• [ACTION ITEM]: In the entries below, find the line with "let (r, g, b)" and the line with "pub fn blue_band(wavelength: f32)". Print those two and everything between them exactly, and nothing else.

• [SUPPLIED RECORDS]:
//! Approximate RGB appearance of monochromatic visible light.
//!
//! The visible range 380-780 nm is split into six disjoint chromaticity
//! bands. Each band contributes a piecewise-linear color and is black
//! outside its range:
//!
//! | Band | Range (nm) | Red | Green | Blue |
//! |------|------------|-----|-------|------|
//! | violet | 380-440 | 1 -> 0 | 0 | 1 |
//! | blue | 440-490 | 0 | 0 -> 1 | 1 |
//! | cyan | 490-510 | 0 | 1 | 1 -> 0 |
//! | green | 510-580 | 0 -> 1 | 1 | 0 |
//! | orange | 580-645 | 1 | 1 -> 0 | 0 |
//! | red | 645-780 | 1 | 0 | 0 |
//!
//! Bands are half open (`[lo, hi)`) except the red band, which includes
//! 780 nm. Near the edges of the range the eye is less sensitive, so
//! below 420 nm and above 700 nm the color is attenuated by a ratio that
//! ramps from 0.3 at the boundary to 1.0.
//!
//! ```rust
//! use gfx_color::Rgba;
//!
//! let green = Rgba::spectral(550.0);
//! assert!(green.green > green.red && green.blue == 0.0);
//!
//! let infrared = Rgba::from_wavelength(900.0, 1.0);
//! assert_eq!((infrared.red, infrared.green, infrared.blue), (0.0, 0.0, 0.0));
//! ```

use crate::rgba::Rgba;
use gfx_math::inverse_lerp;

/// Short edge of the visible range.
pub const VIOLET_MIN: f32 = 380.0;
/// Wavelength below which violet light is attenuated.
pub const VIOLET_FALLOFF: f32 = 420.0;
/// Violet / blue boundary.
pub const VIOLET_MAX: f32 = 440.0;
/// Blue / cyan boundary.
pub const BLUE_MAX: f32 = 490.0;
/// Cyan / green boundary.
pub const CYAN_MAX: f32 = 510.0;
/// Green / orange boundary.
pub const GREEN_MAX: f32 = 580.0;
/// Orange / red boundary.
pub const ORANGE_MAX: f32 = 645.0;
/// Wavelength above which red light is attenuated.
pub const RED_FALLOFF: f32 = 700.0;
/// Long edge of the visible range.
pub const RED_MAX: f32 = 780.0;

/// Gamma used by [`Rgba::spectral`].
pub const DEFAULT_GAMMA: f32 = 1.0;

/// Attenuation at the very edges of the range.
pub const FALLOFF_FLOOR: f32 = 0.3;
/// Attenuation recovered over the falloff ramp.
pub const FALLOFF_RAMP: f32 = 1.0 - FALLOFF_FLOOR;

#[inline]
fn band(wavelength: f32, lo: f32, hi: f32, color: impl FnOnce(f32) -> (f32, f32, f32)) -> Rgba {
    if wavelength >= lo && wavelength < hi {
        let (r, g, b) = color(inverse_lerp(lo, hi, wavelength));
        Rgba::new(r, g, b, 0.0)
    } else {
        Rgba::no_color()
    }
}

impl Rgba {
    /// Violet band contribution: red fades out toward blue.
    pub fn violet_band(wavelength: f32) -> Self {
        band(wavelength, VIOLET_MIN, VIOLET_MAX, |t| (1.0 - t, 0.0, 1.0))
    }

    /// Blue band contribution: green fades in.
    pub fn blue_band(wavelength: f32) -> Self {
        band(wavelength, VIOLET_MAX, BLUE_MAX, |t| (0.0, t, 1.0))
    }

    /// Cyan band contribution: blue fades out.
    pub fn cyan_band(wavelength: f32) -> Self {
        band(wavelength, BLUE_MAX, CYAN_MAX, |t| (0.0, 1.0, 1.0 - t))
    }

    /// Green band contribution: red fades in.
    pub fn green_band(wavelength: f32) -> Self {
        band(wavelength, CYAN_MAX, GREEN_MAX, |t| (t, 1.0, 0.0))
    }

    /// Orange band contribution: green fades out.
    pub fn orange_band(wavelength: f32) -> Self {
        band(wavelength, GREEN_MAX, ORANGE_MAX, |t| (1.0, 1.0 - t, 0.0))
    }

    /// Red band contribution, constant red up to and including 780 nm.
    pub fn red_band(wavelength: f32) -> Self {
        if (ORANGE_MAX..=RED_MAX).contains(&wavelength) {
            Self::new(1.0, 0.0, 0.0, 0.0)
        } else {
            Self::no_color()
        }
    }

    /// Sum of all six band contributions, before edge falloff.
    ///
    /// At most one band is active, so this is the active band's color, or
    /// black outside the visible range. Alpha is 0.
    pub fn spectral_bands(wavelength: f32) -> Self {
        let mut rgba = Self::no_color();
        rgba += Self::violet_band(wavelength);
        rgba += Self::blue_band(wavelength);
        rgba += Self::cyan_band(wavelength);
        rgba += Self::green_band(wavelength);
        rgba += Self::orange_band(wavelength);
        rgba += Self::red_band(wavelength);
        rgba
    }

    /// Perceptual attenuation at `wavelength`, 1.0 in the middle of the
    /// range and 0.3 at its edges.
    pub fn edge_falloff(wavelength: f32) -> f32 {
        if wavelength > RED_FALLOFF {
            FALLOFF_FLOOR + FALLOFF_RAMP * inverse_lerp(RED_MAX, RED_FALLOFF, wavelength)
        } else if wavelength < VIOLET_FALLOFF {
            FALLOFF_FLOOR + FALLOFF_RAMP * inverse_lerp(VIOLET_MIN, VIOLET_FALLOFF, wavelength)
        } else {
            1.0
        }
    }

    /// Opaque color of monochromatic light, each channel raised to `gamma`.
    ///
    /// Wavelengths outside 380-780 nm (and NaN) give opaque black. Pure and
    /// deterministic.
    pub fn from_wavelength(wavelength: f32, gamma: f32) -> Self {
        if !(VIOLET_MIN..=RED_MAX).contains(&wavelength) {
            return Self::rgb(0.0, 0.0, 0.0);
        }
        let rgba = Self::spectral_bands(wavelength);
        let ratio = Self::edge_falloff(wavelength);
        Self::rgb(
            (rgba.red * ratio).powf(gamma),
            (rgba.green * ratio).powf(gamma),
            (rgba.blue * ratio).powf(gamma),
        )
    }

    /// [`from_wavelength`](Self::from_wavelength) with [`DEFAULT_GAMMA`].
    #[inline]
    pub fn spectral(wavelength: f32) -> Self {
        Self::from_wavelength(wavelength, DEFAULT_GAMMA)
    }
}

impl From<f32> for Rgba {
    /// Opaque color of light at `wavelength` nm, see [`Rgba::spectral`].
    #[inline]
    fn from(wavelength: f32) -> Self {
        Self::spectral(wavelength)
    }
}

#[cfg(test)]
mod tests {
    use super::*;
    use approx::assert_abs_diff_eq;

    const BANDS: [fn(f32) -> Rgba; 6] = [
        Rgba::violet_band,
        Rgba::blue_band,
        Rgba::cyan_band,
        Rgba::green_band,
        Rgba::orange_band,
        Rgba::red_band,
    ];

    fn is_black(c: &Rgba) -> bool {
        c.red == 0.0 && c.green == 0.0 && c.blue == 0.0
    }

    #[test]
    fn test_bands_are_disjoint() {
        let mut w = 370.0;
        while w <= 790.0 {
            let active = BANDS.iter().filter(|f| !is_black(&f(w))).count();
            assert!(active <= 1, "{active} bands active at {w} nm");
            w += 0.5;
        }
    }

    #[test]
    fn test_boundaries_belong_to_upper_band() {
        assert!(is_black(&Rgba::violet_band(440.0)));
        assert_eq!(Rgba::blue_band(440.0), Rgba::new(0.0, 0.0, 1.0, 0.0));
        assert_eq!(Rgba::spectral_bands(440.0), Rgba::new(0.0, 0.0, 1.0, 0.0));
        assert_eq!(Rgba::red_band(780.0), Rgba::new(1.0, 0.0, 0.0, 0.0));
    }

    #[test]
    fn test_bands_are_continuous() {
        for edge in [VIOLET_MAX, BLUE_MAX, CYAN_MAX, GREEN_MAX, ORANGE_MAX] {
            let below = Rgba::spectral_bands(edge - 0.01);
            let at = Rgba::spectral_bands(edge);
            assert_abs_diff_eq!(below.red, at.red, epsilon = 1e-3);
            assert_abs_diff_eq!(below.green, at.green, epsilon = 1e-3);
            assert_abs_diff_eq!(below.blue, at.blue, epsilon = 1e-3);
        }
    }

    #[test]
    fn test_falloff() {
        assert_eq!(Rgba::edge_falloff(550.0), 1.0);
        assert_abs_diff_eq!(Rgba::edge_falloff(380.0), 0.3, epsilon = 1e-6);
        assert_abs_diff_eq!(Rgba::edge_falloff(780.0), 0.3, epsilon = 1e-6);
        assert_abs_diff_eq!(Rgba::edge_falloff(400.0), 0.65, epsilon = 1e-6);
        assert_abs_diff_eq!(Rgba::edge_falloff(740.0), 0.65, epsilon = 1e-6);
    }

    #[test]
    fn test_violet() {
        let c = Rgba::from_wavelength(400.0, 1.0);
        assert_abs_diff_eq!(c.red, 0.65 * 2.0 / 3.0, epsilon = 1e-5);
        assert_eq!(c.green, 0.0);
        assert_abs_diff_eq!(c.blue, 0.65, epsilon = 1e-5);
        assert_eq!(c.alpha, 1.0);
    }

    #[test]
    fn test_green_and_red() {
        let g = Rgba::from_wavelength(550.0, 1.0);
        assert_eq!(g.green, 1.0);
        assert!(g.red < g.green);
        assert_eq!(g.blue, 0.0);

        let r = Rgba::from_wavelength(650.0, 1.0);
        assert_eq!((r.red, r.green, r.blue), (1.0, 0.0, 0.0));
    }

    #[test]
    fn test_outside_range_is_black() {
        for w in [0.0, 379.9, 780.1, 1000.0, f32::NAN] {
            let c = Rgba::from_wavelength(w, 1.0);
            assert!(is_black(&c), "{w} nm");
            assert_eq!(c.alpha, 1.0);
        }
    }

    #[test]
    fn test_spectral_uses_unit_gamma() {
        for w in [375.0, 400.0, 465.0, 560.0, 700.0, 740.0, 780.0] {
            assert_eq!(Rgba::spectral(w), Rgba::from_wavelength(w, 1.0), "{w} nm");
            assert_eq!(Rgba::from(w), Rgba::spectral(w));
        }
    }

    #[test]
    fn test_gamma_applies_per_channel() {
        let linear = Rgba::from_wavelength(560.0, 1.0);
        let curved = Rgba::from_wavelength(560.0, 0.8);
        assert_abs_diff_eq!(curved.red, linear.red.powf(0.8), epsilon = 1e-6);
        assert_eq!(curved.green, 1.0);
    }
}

--

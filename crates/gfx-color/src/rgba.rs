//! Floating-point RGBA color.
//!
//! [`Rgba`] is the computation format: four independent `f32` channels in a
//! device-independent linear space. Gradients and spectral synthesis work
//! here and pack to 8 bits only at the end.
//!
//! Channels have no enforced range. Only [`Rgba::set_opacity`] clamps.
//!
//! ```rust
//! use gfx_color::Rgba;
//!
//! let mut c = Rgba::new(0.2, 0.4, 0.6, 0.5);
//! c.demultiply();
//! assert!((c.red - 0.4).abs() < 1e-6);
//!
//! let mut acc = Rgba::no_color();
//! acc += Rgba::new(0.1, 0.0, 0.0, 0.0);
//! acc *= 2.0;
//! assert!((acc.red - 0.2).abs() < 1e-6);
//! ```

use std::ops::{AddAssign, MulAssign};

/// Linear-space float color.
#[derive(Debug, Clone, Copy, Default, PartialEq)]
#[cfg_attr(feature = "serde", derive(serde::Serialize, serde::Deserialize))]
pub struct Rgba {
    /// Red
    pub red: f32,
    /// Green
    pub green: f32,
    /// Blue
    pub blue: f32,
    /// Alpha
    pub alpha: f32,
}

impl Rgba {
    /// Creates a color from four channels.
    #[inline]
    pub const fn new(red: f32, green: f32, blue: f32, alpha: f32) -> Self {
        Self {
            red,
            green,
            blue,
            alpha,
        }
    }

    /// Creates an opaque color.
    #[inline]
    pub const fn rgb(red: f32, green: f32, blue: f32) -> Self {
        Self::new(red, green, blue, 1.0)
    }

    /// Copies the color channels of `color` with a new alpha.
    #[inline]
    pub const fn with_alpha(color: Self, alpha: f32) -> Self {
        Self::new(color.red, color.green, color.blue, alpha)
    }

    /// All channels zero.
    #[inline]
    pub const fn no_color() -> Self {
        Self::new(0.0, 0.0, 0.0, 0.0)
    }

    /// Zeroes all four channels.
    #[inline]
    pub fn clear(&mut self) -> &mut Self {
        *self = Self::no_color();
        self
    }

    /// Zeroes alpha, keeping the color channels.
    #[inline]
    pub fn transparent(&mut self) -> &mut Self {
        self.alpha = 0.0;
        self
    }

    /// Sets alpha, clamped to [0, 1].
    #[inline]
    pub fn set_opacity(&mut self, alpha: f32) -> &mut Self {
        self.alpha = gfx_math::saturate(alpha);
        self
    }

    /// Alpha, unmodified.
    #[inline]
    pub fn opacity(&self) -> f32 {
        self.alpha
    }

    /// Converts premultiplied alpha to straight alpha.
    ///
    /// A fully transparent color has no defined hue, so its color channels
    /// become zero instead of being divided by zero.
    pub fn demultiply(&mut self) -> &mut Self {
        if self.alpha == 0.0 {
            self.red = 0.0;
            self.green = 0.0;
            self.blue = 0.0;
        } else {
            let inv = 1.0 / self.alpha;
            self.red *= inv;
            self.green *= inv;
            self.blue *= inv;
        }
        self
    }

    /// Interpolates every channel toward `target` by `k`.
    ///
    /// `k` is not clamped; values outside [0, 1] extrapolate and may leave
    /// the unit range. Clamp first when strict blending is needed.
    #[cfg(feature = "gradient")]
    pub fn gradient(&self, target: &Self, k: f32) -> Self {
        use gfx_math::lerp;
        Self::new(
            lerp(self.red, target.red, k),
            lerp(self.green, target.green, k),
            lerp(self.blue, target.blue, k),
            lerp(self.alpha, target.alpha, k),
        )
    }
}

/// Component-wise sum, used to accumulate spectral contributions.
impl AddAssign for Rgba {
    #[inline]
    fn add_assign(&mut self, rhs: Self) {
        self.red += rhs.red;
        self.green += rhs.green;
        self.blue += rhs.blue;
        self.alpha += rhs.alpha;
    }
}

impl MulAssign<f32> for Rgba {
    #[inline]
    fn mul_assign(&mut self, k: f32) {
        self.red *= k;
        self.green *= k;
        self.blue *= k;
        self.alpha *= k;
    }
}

• [ANSWER TO THIS EXERCISE]:
        let (r, g, b) = color(inverse_lerp(lo, hi, wavelength));
        Rgba::new(r, g, b, 0.0)
    } else {
        Rgba::no_color()
    }
}

impl Rgba {
    /// Violet band contribution: red fades out toward blue.
    pub fn violet_band(wavelength: f32) -> Self {
        band(wavelength, VIOLET_MIN, VIOLET_MAX, |t| (1.0 - t, 0.0, 1.0))
    }

    /// Blue band contribution: green fades in.
    pub fn blue_band(wavelength: f32) -> Self {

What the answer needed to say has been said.